[Exercise goal]: Find the string "cpus" in the entries and copy each line that has it.

[Extracted records]:
=== Section Start ===

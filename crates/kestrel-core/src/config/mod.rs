//! Configuration management for Kestrel.
//!
//! Configuration is loaded from the platform config directory with sensible
//! defaults. Every section implements `Default`, so a partial file only
//! overrides what it names.

mod types;
mod validate;

pub use types::*;

use crate::error::ConfigError;
use serde::{Deserialize, Serialize};
use std::path::{Path, PathBuf};

/// Root configuration structure for Kestrel.
#[derive(Debug, Clone, Default, Serialize, Deserialize)]
#[serde(default)]
pub struct Config {
    /// Rating floor and upgrade thresholds
    pub rating: RatingConfig,

    /// Picked-flag selection
    pub picked: PickedConfig,

    /// RAW conversion pool
    pub conversion: ConversionConfig,

    /// Detector sidecar
    pub detection: DetectionConfig,

    /// Metadata writing
    pub metadata: MetadataConfig,

    /// Optional run phases
    pub run: RunConfig,

    /// Logging settings
    pub logging: LoggingConfig,
}

impl Config {
    /// Load configuration from the default location.
    ///
    /// Returns default configuration if the file doesn't exist.
    pub fn load() -> Result<Self, ConfigError> {
        let path = Self::default_path();
        if path.exists() {
            Self::load_from(&path)
        } else {
            Ok(Self::default())
        }
    }

    /// Load configuration from a specific file path.
    pub fn load_from(path: &Path) -> Result<Self, ConfigError> {
        let content = std::fs::read_to_string(path)?;
        let config: Config = toml::from_str(&content)?;
        config.validate()?;
        Ok(config)
    }

    /// Get the default config file path.
    ///
    /// Uses platform-appropriate directories:
    /// - macOS: ~/Library/Application Support/com.kestrel.kestrel/config.toml
    /// - Linux: ~/.config/kestrel/config.toml
    /// - Windows: C:\Users\<User>\AppData\Roaming\kestrel\config\config.toml
    ///
    /// Falls back to ~/.kestrel/config.toml if directory detection fails.
    pub fn default_path() -> PathBuf {
        directories::ProjectDirs::from("com", "kestrel", "kestrel")
            .map(|dirs| dirs.config_dir().to_path_buf().join("config.toml"))
            .unwrap_or_else(|| {
                let home = std::env::var("HOME").unwrap_or_else(|_| ".".to_string());
                PathBuf::from(home).join(".kestrel").join("config.toml")
            })
    }

    /// Resolved detector program (with ~ expansion).
    pub fn detector_program(&self) -> PathBuf {
        let expanded = shellexpand::tilde(&self.detection.program);
        PathBuf::from(expanded.into_owned())
    }

    /// Resolved exiftool path (with ~ expansion).
    pub fn exiftool_path(&self) -> PathBuf {
        let expanded = shellexpand::tilde(&self.metadata.exiftool);
        PathBuf::from(expanded.into_owned())
    }

    /// Serialize the config to a pretty TOML string.
    pub fn to_toml(&self) -> Result<String, ConfigError> {
        toml::to_string_pretty(self).map_err(|e| ConfigError::ValidationError(e.to_string()))
    }
}

#[cfg(test)]
mod tests {
    use super::*;

    #[test]
    fn test_default_config() {
        let config = Config::default();
        assert_eq!(config.rating.min_confidence, 0.50);
        assert_eq!(config.rating.sharpness_threshold, 7500.0);
        assert_eq!(config.picked.top_percentage, 25.0);
        assert_eq!(config.conversion.max_workers, 4);
        assert!(config.run.organize_files);
        assert!(config.run.cleanup_temp);
    }

    #[test]
    fn test_config_to_toml() {
        let config = Config::default();
        let toml = config.to_toml().unwrap();
        assert!(toml.contains("[rating]"));
        assert!(toml.contains("[detection]"));
        assert!(toml.contains("normalization = \"log\""));
    }

    #[test]
    fn test_partial_file_keeps_defaults() {
        let dir = tempfile::tempdir().unwrap();
        let path = dir.path().join("config.toml");
        std::fs::write(
            &path,
            "[rating]\nnima_threshold = 5.2\n\n[detection]\nnormalization = \"sqrt\"\n",
        )
        .unwrap();

        let config = Config::load_from(&path).unwrap();
        assert_eq!(config.rating.nima_threshold, 5.2);
        assert_eq!(config.rating.min_nima, 4.3);
        assert_eq!(config.detection.normalization, NormalizationMode::Sqrt);
        assert_eq!(config.metadata.exiftool, "exiftool");
    }

    #[test]
    fn test_load_from_rejects_invalid_values() {
        let dir = tempfile::tempdir().unwrap();
        let path = dir.path().join("config.toml");
        std::fs::write(&path, "[picked]\ntop_percentage = 0.0\n").unwrap();

        let err = Config::load_from(&path).unwrap_err();
        assert!(err.to_string().contains("top_percentage"));
    }

    #[test]
    fn test_worker_count_is_bounded() {
        let config = ConversionConfig { max_workers: 64 };
        let cpus = std::thread::available_parallelism()
            .map(|n| n.get())
            .unwrap_or(1);
        assert!(config.worker_count() <= cpus);
        assert!(config.worker_count() >= 1);

        let single = ConversionConfig { max_workers: 1 };
        assert_eq!(single.worker_count(), 1);
    }
}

=== Section End ===

[Written response]:
        let cpus = std::thread::available_parallelism()
        assert!(config.worker_count() <= cpus);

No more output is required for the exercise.